┌──

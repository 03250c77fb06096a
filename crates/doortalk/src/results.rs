//! Run aggregation for feedback and final results

use serde::{Deserialize, Serialize};

use round_logic::RoundOutcome;

use crate::state::{ExperimentConfig, FeedbackMode};

/// A running total as the participant may see it.
#[derive(Clone, Copy, Debug, PartialEq, Eq, Serialize)]
pub enum ScoreDisplay {
    Shown(u32),
    /// The without-feedback condition withholds totals until the end.
    Withheld,
}

/// Sum of player payoffs over the recorded rounds.
pub fn player_total(history: &[RoundOutcome]) -> u32 {
    history.iter().map(|outcome| outcome.player_payoff).sum()
}

/// Sum of partner payoffs over the recorded rounds.
pub fn partner_total(history: &[RoundOutcome]) -> u32 {
    history.iter().map(|outcome| outcome.partner_payoff).sum()
}

/// Aggregate view of a run, exportable as JSON alongside the history.
#[derive(Clone, Debug, PartialEq, Eq, Serialize, Deserialize)]
pub struct RunSummary {
    pub feedback_mode: FeedbackMode,
    pub rounds_completed: usize,
    pub player_total: u32,
    pub partner_total: u32,
}

impl RunSummary {
    pub fn new(config: &ExperimentConfig, history: &[RoundOutcome]) -> Self {
        Self {
            feedback_mode: config.feedback_mode,
            rounds_completed: history.len(),
            player_total: player_total(history),
            partner_total: partner_total(history),
        }
    }
}

#[cfg(test)]
mod tests {
    use super::*;
    use round_logic::{generate_round, resolve_round, PartnerProfile, SeededRng};

    fn sample_history(rounds: u32) -> Vec<RoundOutcome> {
        let mut rng = SeededRng::new(&[42u8; 32], 0);
        (1..=rounds)
            .map(|round| {
                let context = generate_round(round, &PartnerProfile::default(), &mut rng);
                let message = context.partner_doors.names()[0];
                let choice = context.player_doors.names()[1];
                resolve_round(&context, message, choice)
            })
            .collect()
    }

    #[test]
    fn test_totals_sum_history() {
        let history = sample_history(10);
        let expected_player: u32 = history.iter().map(|o| o.player_payoff).sum();
        let expected_partner: u32 = history.iter().map(|o| o.partner_payoff).sum();

        assert_eq!(player_total(&history), expected_player);
        assert_eq!(partner_total(&history), expected_partner);
    }

    #[test]
    fn test_empty_history_totals_zero() {
        assert_eq!(player_total(&[]), 0);
        assert_eq!(partner_total(&[]), 0);
    }

    #[test]
    fn test_summary() {
        let config = ExperimentConfig {
            feedback_mode: FeedbackMode::Without,
            treatment_round: None,
            treatment_color: "#FF0000".to_string(),
        };
        let history = sample_history(10);
        let summary = RunSummary::new(&config, &history);

        assert_eq!(summary.feedback_mode, FeedbackMode::Without);
        assert_eq!(summary.rounds_completed, 10);
        assert_eq!(summary.player_total, player_total(&history));
        assert_eq!(summary.partner_total, partner_total(&history));
    }
}
//! Round generation and resolution

use serde::{Deserialize, Serialize};

use crate::door::{DoorName, DoorSet, PARTNER_DOOR_NAMES, PLAYER_DOOR_NAMES};
use crate::payoff;
use crate::random::RandomSource;

/// Fixed Bernoulli parameters of the scripted partner.
#[derive(Clone, Copy, Debug, PartialEq, Serialize, Deserialize)]
pub struct PartnerProfile {
    /// Probability the partner's suggestion names the player's correct door.
    pub truth_rate: f64,
    /// Probability the partner opens the door the player suggested.
    pub follow_rate: f64,
}

impl Default for PartnerProfile {
    fn default() -> Self {
        Self { truth_rate: 0.65, follow_rate: 0.60 }
    }
}

/// The immutable randomized setup for one round.
///
/// Created when a round starts and superseded by a [`RoundOutcome`] when it
/// resolves. The partner's behavior draws are fixed here, up front: the
/// suggestion it will send and whether it will follow the player's message.
#[derive(Clone, Debug, PartialEq, Serialize, Deserialize)]
pub struct RoundContext {
    pub round_number: u32,
    pub player_doors: DoorSet,
    pub partner_doors: DoorSet,
    pub player_correct_door: DoorName,
    pub partner_correct_door: DoorName,
    pub partner_suggestion: DoorName,
    pub partner_follows_suggestion: bool,
}

/// The immutable resolved result of one round.
///
/// `partner_payoff` is tracked even though no display currently reads it;
/// the recorded data set is part of the experiment design.
#[derive(Clone, Debug, PartialEq, Serialize, Deserialize)]
pub struct RoundOutcome {
    pub round_number: u32,
    pub player_message: DoorName,
    pub player_door_choice: DoorName,
    pub told_truth: bool,
    pub player_chose_correct: bool,
    pub partner_door_choice: DoorName,
    pub partner_chose_correct: bool,
    pub partner_followed_suggestion: bool,
    pub partner_suggestion: DoorName,
    pub player_payoff: u32,
    pub partner_payoff: u32,
}

/// Generate the context for one round.
///
/// Consumes draws in a fixed order (player colors, partner colors, player
/// correct door, partner correct door, truth draw, follow draw) so a
/// scripted source can steer any single draw. Pure given the source.
pub fn generate_round(
    round_number: u32,
    profile: &PartnerProfile,
    rng: &mut dyn RandomSource,
) -> RoundContext {
    let player_doors = DoorSet::sample(PLAYER_DOOR_NAMES, rng);
    let partner_doors = DoorSet::sample(PARTNER_DOOR_NAMES, rng);

    let player_correct_door = player_doors.names()[rng.pick(2)];
    let partner_correct_door = partner_doors.names()[rng.pick(2)];

    let partner_tells_truth = rng.bernoulli(profile.truth_rate);
    let partner_suggestion = if partner_tells_truth {
        player_correct_door
    } else {
        player_doors.other(player_correct_door)
    };
    let partner_follows_suggestion = rng.bernoulli(profile.follow_rate);

    RoundContext {
        round_number,
        player_doors,
        partner_doors,
        player_correct_door,
        partner_correct_door,
        partner_suggestion,
        partner_follows_suggestion,
    }
}

/// Resolve a completed round into its outcome.
///
/// `player_message` is the door the player suggested to the partner (a
/// partner door); `player_door_choice` is the door the player opened (a
/// player door). The partner opens the suggested door when its follow draw
/// came up true, the other of its doors otherwise.
pub fn resolve_round(
    context: &RoundContext,
    player_message: DoorName,
    player_door_choice: DoorName,
) -> RoundOutcome {
    let told_truth = player_message == context.partner_correct_door;
    let player_chose_correct = player_door_choice == context.player_correct_door;
    let partner_door_choice = if context.partner_follows_suggestion {
        player_message
    } else {
        context.partner_doors.other(player_message)
    };
    let partner_chose_correct = partner_door_choice == context.partner_correct_door;
    let (player_payoff, partner_payoff) = payoff(player_chose_correct, partner_chose_correct);

    RoundOutcome {
        round_number: context.round_number,
        player_message,
        player_door_choice,
        told_truth,
        player_chose_correct,
        partner_door_choice,
        partner_chose_correct,
        partner_followed_suggestion: context.partner_follows_suggestion,
        partner_suggestion: context.partner_suggestion,
        player_payoff,
        partner_payoff,
    }
}

#[cfg(test)]
mod tests {
    use super::*;
    use crate::random::{SeededRng, SequenceSource};
    use crate::{PAYOFF_BOTH, PAYOFF_SOLO};
    use proptest::prelude::*;

    /// Draws for one generated round: player colors, partner colors,
    /// player correct, partner correct, truth, follow.
    fn scripted_round(
        player_correct: f64,
        partner_correct: f64,
        truth: f64,
        follow: f64,
    ) -> RoundContext {
        let mut source = SequenceSource::new(vec![
            0.0,
            0.0,
            0.5,
            0.5,
            player_correct,
            partner_correct,
            truth,
            follow,
        ]);
        generate_round(1, &PartnerProfile::default(), &mut source)
    }

    #[test]
    fn test_generation_determinism() {
        let seed = [42u8; 32];
        let profile = PartnerProfile::default();

        let mut rng1 = SeededRng::new(&seed, 3);
        let mut rng2 = SeededRng::new(&seed, 3);

        assert_eq!(
            generate_round(3, &profile, &mut rng1),
            generate_round(3, &profile, &mut rng2),
        );
    }

    #[test]
    fn test_truthful_suggestion_names_player_correct_door() {
        // Truth draw 0.0 < 0.65
        let context = scripted_round(0.0, 0.0, 0.0, 0.0);
        assert_eq!(context.partner_suggestion, context.player_correct_door);
    }

    #[test]
    fn test_lying_suggestion_names_other_player_door() {
        // Truth draw 0.99 >= 0.65
        let context = scripted_round(0.0, 0.0, 0.99, 0.0);
        assert_ne!(context.partner_suggestion, context.player_correct_door);
        assert!(context.player_doors.contains(context.partner_suggestion));
    }

    #[test]
    fn test_truth_rate_statistical() {
        let seed = [42u8; 32];
        let mut rng = SeededRng::new(&seed, 0);
        let profile = PartnerProfile::default();

        let truthful = (0..5_000)
            .map(|i| generate_round(i, &profile, &mut rng))
            .filter(|context| context.partner_suggestion == context.player_correct_door)
            .count();
        let rate = truthful as f64 / 5_000.0;
        assert!(rate > 0.61 && rate < 0.69, "truth rate {} not ~0.65", rate);
    }

    #[test]
    fn test_follow_rate_statistical() {
        let seed = [42u8; 32];
        let mut rng = SeededRng::new(&seed, 1);
        let profile = PartnerProfile::default();

        let follows = (0..5_000)
            .map(|i| generate_round(i, &profile, &mut rng))
            .filter(|context| context.partner_follows_suggestion)
            .count();
        let rate = follows as f64 / 5_000.0;
        assert!(rate > 0.56 && rate < 0.64, "follow rate {} not ~0.60", rate);
    }

    #[test]
    fn test_resolution_follows_suggestion() {
        let context = scripted_round(0.0, 0.0, 0.0, 0.0);
        assert!(context.partner_follows_suggestion);

        let outcome = resolve_round(&context, DoorName::B, DoorName::C);
        assert_eq!(outcome.partner_door_choice, DoorName::B);
        assert!(outcome.partner_followed_suggestion);
    }

    #[test]
    fn test_resolution_ignores_suggestion() {
        let context = scripted_round(0.0, 0.0, 0.0, 0.99);
        assert!(!context.partner_follows_suggestion);

        let outcome = resolve_round(&context, DoorName::B, DoorName::C);
        assert_eq!(outcome.partner_door_choice, DoorName::A);
        assert!(!outcome.partner_followed_suggestion);
    }

    #[test]
    fn test_resolution_mutual_success() {
        // Player correct C (draw 0.0), partner correct A, partner follows
        let context = scripted_round(0.0, 0.0, 0.0, 0.0);

        let outcome = resolve_round(&context, DoorName::A, DoorName::C);
        assert!(outcome.told_truth);
        assert!(outcome.player_chose_correct);
        assert_eq!(outcome.partner_door_choice, DoorName::A);
        assert!(outcome.partner_chose_correct);
        assert_eq!(outcome.player_payoff, PAYOFF_BOTH);
        assert_eq!(outcome.partner_payoff, PAYOFF_BOTH);
    }

    #[test]
    fn test_resolution_mutual_failure() {
        // Partner correct A, partner ignores the suggestion: telling it A
        // sends it to B. Player opens D while C is correct.
        let context = scripted_round(0.0, 0.0, 0.0, 0.99);

        let outcome = resolve_round(&context, DoorName::A, DoorName::D);
        assert!(outcome.told_truth);
        assert!(!outcome.player_chose_correct);
        assert_eq!(outcome.partner_door_choice, DoorName::B);
        assert!(!outcome.partner_chose_correct);
        assert_eq!(outcome.player_payoff, 0);
        assert_eq!(outcome.partner_payoff, 0);
    }

    #[test]
    fn test_resolution_solo_success() {
        // Partner correct B (draw 0.99), suggestion sent is A, partner follows
        let context = scripted_round(0.0, 0.99, 0.0, 0.0);

        let outcome = resolve_round(&context, DoorName::A, DoorName::C);
        assert!(!outcome.told_truth);
        assert!(outcome.player_chose_correct);
        assert!(!outcome.partner_chose_correct);
        assert_eq!(outcome.player_payoff, PAYOFF_SOLO);
        assert_eq!(outcome.partner_payoff, 0);
    }

    #[test]
    fn test_outcome_serializes() {
        let context = scripted_round(0.0, 0.0, 0.0, 0.0);
        let outcome = resolve_round(&context, DoorName::A, DoorName::C);

        let json = serde_json::to_string(&outcome).unwrap();
        let back: RoundOutcome = serde_json::from_str(&json).unwrap();
        assert_eq!(back, outcome);
    }

    proptest! {
        #[test]
        fn prop_context_invariants(seed in any::<[u8; 32]>(), round in 1u32..=10) {
            let mut rng = SeededRng::new(&seed, round);
            let context = generate_round(round, &PartnerProfile::default(), &mut rng);

            prop_assert!(context.player_doors.contains(context.player_correct_door));
            prop_assert!(context.partner_doors.contains(context.partner_correct_door));
            prop_assert!(context.player_doors.contains(context.partner_suggestion));
            prop_assert_eq!(context.round_number, round);

            let [player_first, player_second] = context.player_doors.doors();
            prop_assert_ne!(&player_first.color, &player_second.color);
            let [partner_first, partner_second] = context.partner_doors.doors();
            prop_assert_ne!(&partner_first.color, &partner_second.color);
        }

        #[test]
        fn prop_resolution_rules(
            seed in any::<[u8; 32]>(),
            message_second in proptest::bool::ANY,
            choice_second in proptest::bool::ANY,
        ) {
            let mut rng = SeededRng::new(&seed, 0);
            let context = generate_round(1, &PartnerProfile::default(), &mut rng);

            let message = context.partner_doors.names()[message_second as usize];
            let choice = context.player_doors.names()[choice_second as usize];
            let outcome = resolve_round(&context, message, choice);

            prop_assert_eq!(outcome.told_truth, message == context.partner_correct_door);
            prop_assert_eq!(outcome.player_chose_correct, choice == context.player_correct_door);
            if context.partner_follows_suggestion {
                prop_assert_eq!(outcome.partner_door_choice, message);
            } else {
                prop_assert_eq!(outcome.partner_door_choice, context.partner_doors.other(message));
            }
            prop_assert_eq!(
                (outcome.player_payoff, outcome.partner_payoff),
                crate::payoff(outcome.player_chose_correct, outcome.partner_chose_correct)
            );

            // Same inputs, same outcome
            prop_assert_eq!(resolve_round(&context, message, choice), outcome);
        }
    }
}
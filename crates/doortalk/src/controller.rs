//! Top-level experiment flow controller

use std::time::Duration;

use log::{debug, info};

use round_logic::{
    generate_round, DoorName, PartnerProfile, RandomSource, RoundContext, RoundOutcome, SeededRng,
};

use crate::error::ExperimentError;
use crate::instructions::{default_catalogue, InstructionItem, InstructionSequencer};
use crate::protocol::{Resume, RoundProtocol, WaitTicket};
use crate::results::{player_total, RunSummary, ScoreDisplay};
use crate::state::{
    ConfigForm, ExperimentConfig, ExperimentState, FeedbackMode, OpStatus, Phase, NEUTRAL_COLOR,
    TOTAL_ROUNDS, WAIT_COLOR, WAIT_DURATION,
};
use crate::treatment;

/// Drives one participant through the experiment.
///
/// Owns the run's state, config, instruction sequencer, and the single
/// in-flight round protocol, and exposes the operation/query boundary the
/// presentation layer consumes. Strictly sequential: at most one round is
/// active, and its waits are deferred continuations the host resumes.
pub struct ExperimentController {
    state: ExperimentState,
    config: Option<ExperimentConfig>,
    sequencer: Option<InstructionSequencer>,
    round: Option<RoundProtocol>,
    profile: PartnerProfile,
    rng: Box<dyn RandomSource>,
    /// Bumped on restart; outstanding wait tickets from earlier runs no
    /// longer match and resume nothing.
    generation: u64,
}

impl ExperimentController {
    pub fn new(rng: Box<dyn RandomSource>) -> Self {
        Self::with_profile(rng, PartnerProfile::default())
    }

    pub fn with_profile(rng: Box<dyn RandomSource>, profile: PartnerProfile) -> Self {
        Self {
            state: ExperimentState::default(),
            config: None,
            sequencer: None,
            round: None,
            profile,
            rng,
            generation: 0,
        }
    }

    /// Controller seeded for a reproducible session.
    pub fn from_seed(seed: [u8; 32]) -> Self {
        Self::new(Box::new(SeededRng::new(&seed, 0)))
    }

    // ── Operations ───────────────────────────────────────────────────

    /// Record the run configuration from the intake form.
    ///
    /// Accepted in Intake (first submission) and Configuration (amending
    /// the form before instructions start); ignored later. A form with no
    /// feedback mode is rejected.
    pub fn configure(&mut self, form: ConfigForm) -> Result<OpStatus, ExperimentError> {
        if !matches!(self.state.phase, Phase::Intake | Phase::Configuration) {
            return Ok(OpStatus::Ignored);
        }
        let config = form.into_config()?;
        info!(
            "configured run: feedback={:?} treatment_round={:?}",
            config.feedback_mode, config.treatment_round
        );
        self.config = Some(config);
        self.state.treatment_applied = false;
        self.state.base_color = NEUTRAL_COLOR.to_string();
        self.state.phase = Phase::Configuration;
        Ok(OpStatus::Applied)
    }

    /// Enter the Instructions phase, building the active sequence for the
    /// configured feedback mode.
    pub fn start_instructions(&mut self) -> Result<OpStatus, ExperimentError> {
        match self.state.phase {
            Phase::Configuration => {}
            Phase::Intake => return Err(ExperimentError::NotConfigured),
            _ => return Ok(OpStatus::Ignored),
        }
        let config = self.config.as_ref().ok_or(ExperimentError::NotConfigured)?;
        self.sequencer = Some(InstructionSequencer::new(
            default_catalogue(),
            config.feedback_mode,
        ));
        self.state.phase = Phase::Instructions;
        info!("instructions started");
        Ok(OpStatus::Applied)
    }

    /// Step to the next instruction screen. A no-op at the last screen.
    pub fn advance_instruction(&mut self) -> OpStatus {
        if self.state.phase != Phase::Instructions {
            return OpStatus::Ignored;
        }
        match self.sequencer.as_mut() {
            Some(sequencer) => sequencer.advance(),
            None => OpStatus::Ignored,
        }
    }

    /// Start the game. Enabled only on the last instruction screen.
    pub fn begin_game(&mut self) -> Result<OpStatus, ExperimentError> {
        if self.state.phase != Phase::Instructions {
            return Ok(OpStatus::Ignored);
        }
        if self.config.is_none() {
            return Err(ExperimentError::NotConfigured);
        }
        if !self.sequencer.as_ref().is_some_and(|s| s.is_last()) {
            return Ok(OpStatus::Ignored);
        }

        self.state.history.clear();
        self.state.current_round_number = 1;
        self.state.treatment_applied = false;
        self.state.base_color = NEUTRAL_COLOR.to_string();
        self.round = Some(self.next_round(1));
        self.state.phase = Phase::Game;
        info!("game started");
        Ok(OpStatus::Applied)
    }

    /// Forward the player's suggestion to the current round.
    pub fn submit_message(&mut self, door: DoorName) -> Result<OpStatus, ExperimentError> {
        if self.state.phase != Phase::Game {
            return Ok(OpStatus::Ignored);
        }
        match self.round.as_mut() {
            Some(round) => round.submit_message(door),
            None => Ok(OpStatus::Ignored),
        }
    }

    /// Forward the player's door choice to the current round.
    pub fn submit_choice(&mut self, door: DoorName) -> Result<OpStatus, ExperimentError> {
        if self.state.phase != Phase::Game {
            return Ok(OpStatus::Ignored);
        }
        match self.round.as_mut() {
            Some(round) => round.submit_choice(door),
            None => Ok(OpStatus::Ignored),
        }
    }

    /// Apply a wait continuation after its latency has elapsed.
    ///
    /// Tickets stamped before the last restart are stale and ignored, as
    /// is any ticket that no longer matches the round's waiting state.
    pub fn resume(&mut self, ticket: WaitTicket) -> OpStatus {
        if ticket.generation != self.generation {
            debug!("dropping stale wait ticket from generation {}", ticket.generation);
            return OpStatus::Ignored;
        }
        if self.state.phase != Phase::Game {
            return OpStatus::Ignored;
        }
        let Some(round) = self.round.as_mut() else {
            return OpStatus::Ignored;
        };
        match round.resume(ticket.kind) {
            Resume::Ignored => OpStatus::Ignored,
            Resume::Advanced => OpStatus::Applied,
            Resume::Resolved(outcome) => {
                self.finish_round(outcome);
                OpStatus::Applied
            }
        }
    }

    /// Record the survey submission; its content is opaque to the core.
    pub fn submit_survey(&mut self, response: serde_json::Value) -> OpStatus {
        if self.state.phase != Phase::Survey {
            return OpStatus::Ignored;
        }
        self.state.survey = Some(response);
        self.state.phase = Phase::Results;
        info!("survey submitted, run complete");
        OpStatus::Applied
    }

    /// Abandon the run unconditionally and return to Intake.
    ///
    /// State is replaced wholesale and the generation bumps, so an
    /// outstanding wait continuation can never touch the fresh run.
    pub fn restart(&mut self) {
        self.generation = self.generation.wrapping_add(1);
        self.state = ExperimentState::default();
        self.config = None;
        self.sequencer = None;
        self.round = None;
        info!("experiment restarted");
    }

    // ── Queries ──────────────────────────────────────────────────────

    pub fn phase(&self) -> Phase {
        self.state.phase
    }

    pub fn config(&self) -> Option<&ExperimentConfig> {
        self.config.as_ref()
    }

    pub fn current_round_number(&self) -> u32 {
        self.state.current_round_number
    }

    /// The active round's setup, for door and suggestion display.
    pub fn round_context(&self) -> Option<&RoundContext> {
        self.round.as_ref().map(|round| round.context())
    }

    /// Full ordered history of resolved rounds, for the results table.
    pub fn history(&self) -> &[RoundOutcome] {
        &self.state.history
    }

    /// The most recent outcome, suppressed in the without-feedback
    /// condition.
    pub fn latest_outcome(&self) -> Option<&RoundOutcome> {
        match self.config.as_ref()?.feedback_mode {
            FeedbackMode::With => self.state.history.last(),
            FeedbackMode::Without => None,
        }
    }

    /// The player's running total, or the withheld sentinel.
    pub fn running_total(&self) -> ScoreDisplay {
        match self.config.as_ref().map(|config| config.feedback_mode) {
            Some(FeedbackMode::Without) => ScoreDisplay::Withheld,
            _ => ScoreDisplay::Shown(player_total(&self.state.history)),
        }
    }

    /// 1-based instruction progress `(current, total)`.
    pub fn instruction_progress(&self) -> Option<(usize, usize)> {
        let sequencer = self.sequencer.as_ref()?;
        Some((sequencer.current_index() + 1, sequencer.total()))
    }

    pub fn current_instruction(&self) -> Option<&InstructionItem> {
        self.sequencer.as_ref()?.current()
    }

    pub fn instructions_done(&self) -> bool {
        self.sequencer.as_ref().is_some_and(|s| s.is_last())
    }

    /// The wait the host owes the engine, if one is outstanding.
    pub fn pending_wait(&self) -> Option<WaitTicket> {
        if self.state.phase != Phase::Game {
            return None;
        }
        let kind = self.round.as_ref()?.wait_kind()?;
        Some(WaitTicket { generation: self.generation, kind })
    }

    /// How long the host should hold a ticket before resuming it.
    pub fn wait_duration(&self) -> Duration {
        WAIT_DURATION
    }

    /// Ambient background color: the wait color while a continuation is
    /// outstanding, otherwise the run's base color (which the treatment
    /// switches permanently).
    pub fn ambient_color(&self) -> &str {
        if self.round.as_ref().is_some_and(|round| round.is_waiting()) {
            WAIT_COLOR
        } else {
            &self.state.base_color
        }
    }

    pub fn treatment_applied(&self) -> bool {
        self.state.treatment_applied
    }

    /// Aggregate summary of the run so far. None before configuration.
    pub fn run_summary(&self) -> Option<RunSummary> {
        let config = self.config.as_ref()?;
        Some(RunSummary::new(config, &self.state.history))
    }

    /// Full run record (summary, history, survey) as JSON for export.
    pub fn export_run(&self) -> Option<serde_json::Value> {
        let summary = self.run_summary()?;
        Some(serde_json::json!({
            "summary": summary,
            "history": self.state.history,
            "survey": self.state.survey,
        }))
    }

    // ── Internal ─────────────────────────────────────────────────────

    fn next_round(&mut self, round_number: u32) -> RoundProtocol {
        RoundProtocol::new(generate_round(
            round_number,
            &self.profile,
            self.rng.as_mut(),
        ))
    }

    fn finish_round(&mut self, outcome: RoundOutcome) {
        info!(
            "round {} resolved: player {} partner {}",
            outcome.round_number, outcome.player_payoff, outcome.partner_payoff
        );
        self.state.history.push(outcome);

        let completed = self.state.current_round_number;
        if let Some(config) = self.config.as_ref() {
            if treatment::should_apply(config, &self.state, completed) {
                self.state.treatment_applied = true;
                self.state.base_color = config.treatment_color.clone();
                info!("treatment applied after round {}", completed);
            }
        }

        if completed >= TOTAL_ROUNDS {
            self.round = None;
            self.state.phase = Phase::Survey;
            info!("all {} rounds complete, entering survey", TOTAL_ROUNDS);
        } else {
            self.state.current_round_number = completed + 1;
            self.round = Some(self.next_round(completed + 1));
        }
    }
}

└──

> **INSTRUCTIONS TO FOLLOW**
Look through the data above and report every line in which "proptest" appears.

> **SOLVED PROBLEM**
    use proptest::prelude::*;
    proptest! {
            message_second in proptest::bool::ANY,
            choice_second in proptest::bool::ANY,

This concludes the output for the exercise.